● PROBLEM DESCRIPTION
Starting at the first line of the data below, repeat each line word for word up to and including the line with "move, looks up a".

● SOURCE MATERIAL
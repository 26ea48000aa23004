//! # Flow Compensator
//!
//! A G-code post-processor that compensates for under-extrusion at high
//! volumetric flow rates.
//!
//! Hotends deliver slightly less plastic than commanded once the volumetric
//! flow rate climbs, because melt pressure rises faster than the extruder can
//! push. This library walks an already-sliced G-code stream, computes the
//! instantaneous volumetric flow rate of every extruding move, looks up a
//! per-material compensation multiplier on a shape-preserving cubic response
//! curve and rewrites the commanded `E` value accordingly.
//!
//! ## Example
//!
//! ```rust,ignore
//! use flow_compensator::{
//!     CompensatorConfig, FlowCompensator, MaterialProfile, MoveTracker,
//! };
//!
//! let profile = MaterialProfile::new(
//!     "PETG",
//!     vec![(0.0, 1.0), (10.0, 1.0), (20.0, 1.025), (30.0, 1.06)],
//! );
//!
//! let mut compensator = FlowCompensator::new(CompensatorConfig::new(1.75));
//! compensator.configure_tool(0, &profile)?;
//!
//! let mut tracker = MoveTracker::new();
//! for line in gcode.lines() {
//!     let out = compensator.process_line(&mut tracker, line);
//!     println!("{out}");
//! }
//! ```

// Core modules
pub mod compensator;
pub mod config;
pub mod curve;
pub mod gcode;

// Re-export commonly used types
pub use compensator::{
    CompensatorConfig, FlowCompensator, ToolStats, ToolSummary, MULTIPLIER_EPSILON,
};
pub use config::{ConfigError, DetectionConfig, FlowConfig, MaterialConfig, OutputConfig};
pub use curve::{CurveError, MaterialProfile, ResponseCurve};
pub use gcode::{
    scan_metadata, AxisPosition, GCodeMetadata, MoveDescriptor, MoveTracker, ParsedLine,
    METADATA_SCAN_LINES,
};
#[cfg(test)]
mod tests {
    use super::*;

    fn petg_profile() -> MaterialProfile {
        MaterialProfile::new(
            "PETG",
            vec![(0.0, 1.0), (10.0, 1.0), (20.0, 1.025), (30.0, 1.06)],
        )
    }

    fn pla_profile() -> MaterialProfile {
        MaterialProfile::new(
            "PLA",
            vec![(0.0, 1.0), (15.0, 1.0), (25.0, 1.02), (35.0, 1.05)],
        )
    }

    fn configured_compensator() -> FlowCompensator {
        let mut comp = FlowCompensator::new(CompensatorConfig::new(1.75));
        comp.configure_tool(0, &petg_profile()).unwrap();
        comp
    }

    #[test]
    fn test_filament_area() {
        let comp = FlowCompensator::new(CompensatorConfig::new(1.75));
        assert!((comp.filament_area() - 2.4053).abs() < 0.0001);
    }

    #[test]
    fn test_flow_rate_example() {
        // 5.55mm of filament over a 10mm move at 3000mm/min is ~66.7mm³/s.
        let comp = FlowCompensator::new(CompensatorConfig::new(1.75));
        let flow = comp.flow_rate(5.55, 10.0, 3000.0);
        assert!((flow - 66.7).abs() < 0.1);
    }

    #[test]
    fn test_flow_rate_zero_distance() {
        let comp = FlowCompensator::new(CompensatorConfig::new(1.75));
        assert_eq!(comp.flow_rate(5.0, 0.0, 3000.0), 0.0);
        assert_eq!(comp.flow_rate(0.0, 0.0, 0.0), 0.0);
        assert_eq!(comp.flow_rate(-2.0, 0.0, 9999.0), 0.0);
    }

    #[test]
    fn test_multiplier_at_control_points() {
        let comp = configured_compensator();
        assert!((comp.multiplier(10.0) - 1.0).abs() < 1e-12);
        assert!((comp.multiplier(20.0) - 1.025).abs() < 1e-12);
        assert!((comp.multiplier(30.0) - 1.06).abs() < 1e-12);
    }

    #[test]
    fn test_multiplier_clamped_to_safety_band() {
        let mut comp = FlowCompensator::new(
            CompensatorConfig::new(1.75).with_compensation_limits(0.8, 1.5),
        );
        comp.configure_tool(
            0,
            &MaterialProfile::new("HOT", vec![(0.0, 0.5), (10.0, 2.0)]),
        )
        .unwrap();

        assert!((comp.multiplier(0.0) - 0.8).abs() < 1e-12);
        assert!((comp.multiplier(10.0) - 1.5).abs() < 1e-12);
        for i in 0..=100 {
            let m = comp.multiplier(10.0 * i as f64 / 100.0);
            assert!((0.8..=1.5).contains(&m));
        }
    }

    #[test]
    fn test_unconfigured_tool_passes_through() {
        let mut comp = FlowCompensator::new(CompensatorConfig::new(1.75));
        comp.set_active_tool(3);

        assert!((comp.multiplier(66.7) - 1.0).abs() < 1e-12);

        let mv = MoveDescriptor {
            extrusion: 5.55,
            distance: 10.0,
            feedrate: 3000.0,
        };
        let line = "G1 X110 Y100 E5.55";
        assert_eq!(comp.compensate_line(line, &mv), line);

        let summaries = comp.statistics();
        let stats = &summaries[0];
        assert_eq!(stats.tool, 3);
        assert_eq!(stats.material, "unknown");
        assert_eq!(stats.stats.total_moves, 1);
        assert_eq!(stats.stats.compensated_moves, 0);
    }

    #[test]
    fn test_near_unity_multiplier_leaves_line_alone() {
        let mut comp = configured_compensator();
        // 0 flow sits on the flat part of the curve: multiplier exactly 1.0.
        let mv = MoveDescriptor {
            extrusion: 1.0,
            distance: 0.0,
            feedrate: 3000.0,
        };
        let line = "G1 E1.0 F3000";
        assert_eq!(comp.compensate_line(line, &mv), line);
        assert_eq!(comp.statistics()[0].stats.compensated_moves, 0);
        assert_eq!(comp.statistics()[0].stats.total_moves, 1);
    }

    #[test]
    fn test_compensate_rewrites_extrusion() {
        let mut comp = configured_compensator();
        let mv = MoveDescriptor {
            extrusion: 5.55,
            distance: 10.0,
            feedrate: 3000.0,
        };
        // ~66.7mm³/s clamps to the top of the curve: x1.06.
        let out = comp.compensate_line("G1 X110 Y100 E5.55", &mv);
        assert!(out.starts_with("G1 X110 Y100 E5.883"));
        assert!(out.contains("; flow_comp: 66.7mm3/s x1.060"));
        assert_eq!(comp.statistics()[0].stats.compensated_moves, 1);
    }

    #[test]
    fn test_compensated_value_round_trips() {
        let mut comp = configured_compensator();
        let mv = MoveDescriptor {
            extrusion: 5.55,
            distance: 10.0,
            feedrate: 3000.0,
        };
        let out = comp.compensate_line("G1 X110 Y100 E5.55", &mv);

        let e_start = out.find('E').unwrap() + 1;
        let e_str: String = out[e_start..]
            .chars()
            .take_while(|c| c.is_ascii_digit() || *c == '.' || *c == '-')
            .collect();
        let reparsed: f64 = e_str.parse().unwrap();
        assert!((reparsed - 5.55 * 1.06).abs() < 1e-6);
    }

    #[test]
    fn test_annotation_can_be_disabled() {
        let mut comp = FlowCompensator::new(
            CompensatorConfig::new(1.75).with_annotations(false),
        );
        comp.configure_tool(0, &petg_profile()).unwrap();
        let mv = MoveDescriptor {
            extrusion: 5.55,
            distance: 10.0,
            feedrate: 3000.0,
        };
        let out = comp.compensate_line("G1 X110 Y100 E5.55", &mv);
        assert!(!out.contains("flow_comp"));
        assert!(out.contains("E5.883"));
    }

    #[test]
    fn test_annotation_tags_tool_in_multi_tool_setups() {
        let mut comp = FlowCompensator::new(CompensatorConfig::new(1.75));
        comp.configure_tool(0, &petg_profile()).unwrap();
        comp.configure_tool(1, &pla_profile()).unwrap();

        let mv = MoveDescriptor {
            extrusion: 5.55,
            distance: 10.0,
            feedrate: 3000.0,
        };
        let out = comp.compensate_line("G1 X110 Y100 E5.55", &mv);
        assert!(out.contains("; flow_comp T0:"));
    }

    #[test]
    fn test_per_tool_statistics_isolation() {
        let mut comp = FlowCompensator::new(CompensatorConfig::new(1.75));
        comp.configure_tool(0, &petg_profile()).unwrap();
        comp.configure_tool(1, &pla_profile()).unwrap();

        // Tool 0 sees a high-flow move.
        let hot = MoveDescriptor {
            extrusion: 5.55,
            distance: 10.0,
            feedrate: 3000.0,
        };
        comp.compensate_line("G1 X10 E5.55", &hot);

        // Tool 1 independently sees a ~20mm³/s move.
        comp.tool_change(1);
        let warm = MoveDescriptor {
            extrusion: 1.6631,
            distance: 10.0,
            feedrate: 3000.0,
        };
        comp.compensate_line("G1 X20 E1.6631", &warm);

        let summaries = comp.statistics();
        assert_eq!(summaries.len(), 2);

        let t0 = &summaries[0];
        assert_eq!(t0.material, "PETG");
        assert_eq!(t0.stats.total_moves, 1);
        assert!((t0.stats.max_flow - 66.7).abs() < 0.1);

        let t1 = &summaries[1];
        assert_eq!(t1.material, "PLA");
        assert_eq!(t1.stats.total_moves, 1);
        assert!((t1.stats.max_flow - 20.0).abs() < 0.1);
    }

    #[test]
    fn test_reconfigure_preserves_statistics() {
        let mut comp = configured_compensator();
        let mv = MoveDescriptor {
            extrusion: 5.55,
            distance: 10.0,
            feedrate: 3000.0,
        };
        comp.compensate_line("G1 X10 E5.55", &mv);
        assert_eq!(comp.statistics()[0].stats.total_moves, 1);

        comp.configure_tool(0, &pla_profile()).unwrap();
        assert_eq!(comp.statistics()[0].stats.total_moves, 1);
        assert_eq!(comp.statistics()[0].material, "PLA");
    }

    #[test]
    fn test_tool_change_ignores_unconfigured_target() {
        let mut comp = configured_compensator();
        comp.tool_change(7);
        assert_eq!(comp.active_tool(), 0);

        // The explicit setter honors the request and degrades instead.
        comp.set_active_tool(7);
        assert_eq!(comp.active_tool(), 7);
    }

    #[test]
    fn test_invalid_profile_is_fatal_for_configuration() {
        let mut comp = FlowCompensator::new(CompensatorConfig::default());
        let result =
            comp.configure_tool(0, &MaterialProfile::new("BAD", vec![(0.0, 1.0)]));
        assert!(result.is_err());
        assert!(!comp.is_tool_configured(0));
    }

    #[test]
    fn test_process_line_pipeline() {
        let mut comp = FlowCompensator::new(CompensatorConfig::new(1.75));
        comp.configure_tool(0, &petg_profile()).unwrap();
        comp.configure_tool(1, &pla_profile()).unwrap();
        let mut tracker = MoveTracker::new();

        assert_eq!(comp.process_line(&mut tracker, "; header"), "; header");
        assert_eq!(comp.process_line(&mut tracker, "G1 F3000"), "G1 F3000");
        assert_eq!(comp.process_line(&mut tracker, "T1"), "T1");
        assert_eq!(comp.active_tool(), 1);

        let out = comp.process_line(&mut tracker, "G1 X10 E5.55");
        assert!(out.contains("E5.8"), "line was not compensated: {out}");
    }

    #[test]
    fn test_format_extrusion_trimming() {
        assert_eq!(format_extrusion(5.883), "5.883");
        assert_eq!(format_extrusion(5.0), "5");
        assert_eq!(format_extrusion(0.5), "0.5");
        assert_eq!(format_extrusion(1.234567891), "1.234568");
        assert_eq!(format_extrusion(-2.12), "-2.12");
    }

    #[test]
    fn test_rewrite_preserves_comment() {
        let out = rewrite_extrusion("G1 X1 E2.0 F300 ; wall E9", 1.1).unwrap();
        assert_eq!(out, "G1 X1 E2.2 F300 ; wall E9");
    }

    #[test]
    fn test_rewrite_without_extrusion_field() {
        assert!(rewrite_extrusion("G1 X1 Y2", 1.1).is_none());
    }
}
//! Flow Compensator CLI - G-code post-processor for high-flow compensation
//!
//! Usage:
//!   flow-compensator input.gcode output.gcode
//!   flow-compensator --material PETG input.gcode output.gcode
//!   flow-compensator --dry-run input.gcode
//!   flow-compensator --config my_config.json input.gcode output.gcode

use anyhow::{Context, Result};
use clap::Parser;
use indicatif::{ProgressBar, ProgressStyle};
use log::{info, LevelFilter};
use std::fs;
use std::path::PathBuf;

use flow_compensator::{
    scan_metadata, CompensatorConfig, FlowCompensator, FlowConfig, MoveTracker, ToolSummary,
};

/// Compensate for under-extrusion at high volumetric flow rates
#[derive(Parser, Debug)]
#[command(name = "flow-compensator")]
#[command(author, version, about, long_about = None)]
struct Cli {
    /// Input G-code file
    #[arg(value_name = "INPUT")]
    input: PathBuf,

    /// Output G-code file (default: overwrite input)
    #[arg(value_name = "OUTPUT")]
    output: Option<PathBuf>,

    /// Configuration file (JSON format)
    #[arg(short, long, default_value = "config.json")]
    config: PathBuf,

    /// Override material profile (PETG, PLA, ABS, ...)
    #[arg(short, long)]
    material: Option<String>,

    /// Analyze without writing an output file
    #[arg(long)]
    dry_run: bool,

    /// Don't add compensation comments to the G-code
    #[arg(long)]
    no_comments: bool,

    /// Enable verbose output
    #[arg(short, long)]
    verbose: bool,

    /// Enable debug output
    #[arg(short, long)]
    debug: bool,
}

fn main() -> Result<()> {
    let cli = Cli::parse();

    // Set up logging
    let log_level = if cli.debug {
        LevelFilter::Debug
    } else if cli.verbose {
        LevelFilter::Info
    } else {
        LevelFilter::Warn
    };

    env_logger::Builder::new()
        .filter_level(log_level)
        .format_timestamp(None)
        .init();

    let config = FlowConfig::from_file(&cli.config)
        .with_context(|| format!("failed to load configuration from {}", cli.config.display()))?;

    let contents = fs::read_to_string(&cli.input)
        .with_context(|| format!("failed to read input file {}", cli.input.display()))?;
    let lines: Vec<&str> = contents.lines().collect();

    // Header metadata drives material and diameter detection.
    let metadata = scan_metadata(lines.iter().copied());
    info!(
        "detected metadata: filament_type={:?} diameter={:?} layer_height={:?} line_width={:?}",
        metadata.filament_type, metadata.filament_diameter, metadata.layer_height,
        metadata.line_width
    );

    let filament_diameter = metadata
        .filament_diameter
        .unwrap_or(config.detection.filament_diameter);
    info!("filament diameter: {filament_diameter} mm");

    let engine_config = CompensatorConfig::new(filament_diameter)
        .with_compensation_limits(config.output.min_compensation, config.output.max_compensation)
        .with_annotations(config.output.log_changes && !cli.no_comments);
    let mut compensator = FlowCompensator::new(engine_config);

    // Multi-material mode when the config maps extruders to materials;
    // otherwise a single tool from the override / detected filament type.
    let tool_mapping = config.tool_mapping();
    if tool_mapping.is_empty() {
        let requested = cli
            .material
            .as_deref()
            .map(str::to_ascii_uppercase)
            .or(metadata.filament_type);
        let profile = config.resolve_material(requested.as_deref())?;
        info!("tool T0: using material profile: {}", profile.name);
        compensator
            .configure_tool(0, &profile)
            .with_context(|| format!("invalid profile for material '{}'", profile.name))?;
    } else {
        info!("multi-material mode: {} tools mapped", tool_mapping.len());
        for (&tool, material) in &tool_mapping {
            let profile = config.resolve_material(Some(material))?;
            info!("tool T{tool}: using material profile: {}", profile.name);
            compensator
                .configure_tool(tool, &profile)
                .with_context(|| format!("invalid profile for material '{}'", profile.name))?;
        }
        if let Some((&first, _)) = tool_mapping.iter().next() {
            compensator.set_active_tool(first);
        }
    }

    // Process the stream line by line.
    let progress = ProgressBar::new(lines.len() as u64);
    progress.set_style(ProgressStyle::with_template(
        "[{elapsed_precise}] {bar:40.cyan/blue} {pos}/{len} lines",
    )?);

    let mut tracker = MoveTracker::new();
    let mut output = String::with_capacity(contents.len());
    for line in &lines {
        output.push_str(&compensator.process_line(&mut tracker, line));
        output.push('\n');
        progress.inc(1);
    }
    progress.finish_and_clear();

    if !contents.ends_with('\n') && output.ends_with('\n') {
        output.pop();
    }

    if config.output.statistics {
        print_statistics(&compensator.statistics());
    }

    if cli.dry_run {
        println!("Dry run mode - no output file written.");
    } else {
        let output_path = cli.output.as_ref().unwrap_or(&cli.input);
        fs::write(output_path, output)
            .with_context(|| format!("failed to write output file {}", output_path.display()))?;
        println!("Output written to: {}", output_path.display());
    }

    Ok(())
}

/// Render the per-tool statistics report.
fn print_statistics(summaries: &[ToolSummary]) {
    println!("\n{}", "=".repeat(60));
    println!("FLOW COMPENSATION STATISTICS");
    println!("{}", "=".repeat(60));

    let active: Vec<_> = summaries
        .iter()
        .filter(|s| s.stats.total_moves > 0)
        .collect();

    if active.is_empty() {
        println!("\nNo extrusion moves found to process.");
        return;
    }

    for summary in &active {
        let stats = &summary.stats;
        let percent = 100.0 * stats.compensated_moves as f64 / stats.total_moves as f64;

        println!("\nTool T{} ({}):", summary.tool, summary.material);
        println!("  Total moves:     {}", stats.total_moves);
        println!(
            "  Compensated:     {} ({percent:.1}%)",
            stats.compensated_moves
        );
        println!(
            "  Flow range:      {:.1} - {:.1} mm3/s",
            stats.min_flow, stats.max_flow
        );
        println!("  Avg flow:        {:.1} mm3/s", stats.average_flow());
        println!(
            "  Multiplier:      {:.3} - {:.3}x",
            stats.min_multiplier, stats.max_multiplier
        );
    }

    let total_moves: u64 = active.iter().map(|s| s.stats.total_moves).sum();
    let total_comp: u64 = active.iter().map(|s| s.stats.compensated_moves).sum();
    println!(
        "\nTotal: {} moves, {} compensated ({:.1}%)",
        total_moves,
        total_comp,
        100.0 * total_comp as f64 / total_moves as f64
    );
    println!("{}", "=".repeat(60));
}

● SOLUTION FOR THIS EXERCISE
repository 26ea48000aa23004
//! # Flow Compensator
//!
//! A G-code post-processor that compensates for under-extrusion at high
//! volumetric flow rates.
//!
//! Hotends deliver slightly less plastic than commanded once the volumetric
//! flow rate climbs, because melt pressure rises faster than the extruder can
//! push. This library walks an already-sliced G-code stream, computes the
//! instantaneous volumetric flow rate of every extruding move, looks up a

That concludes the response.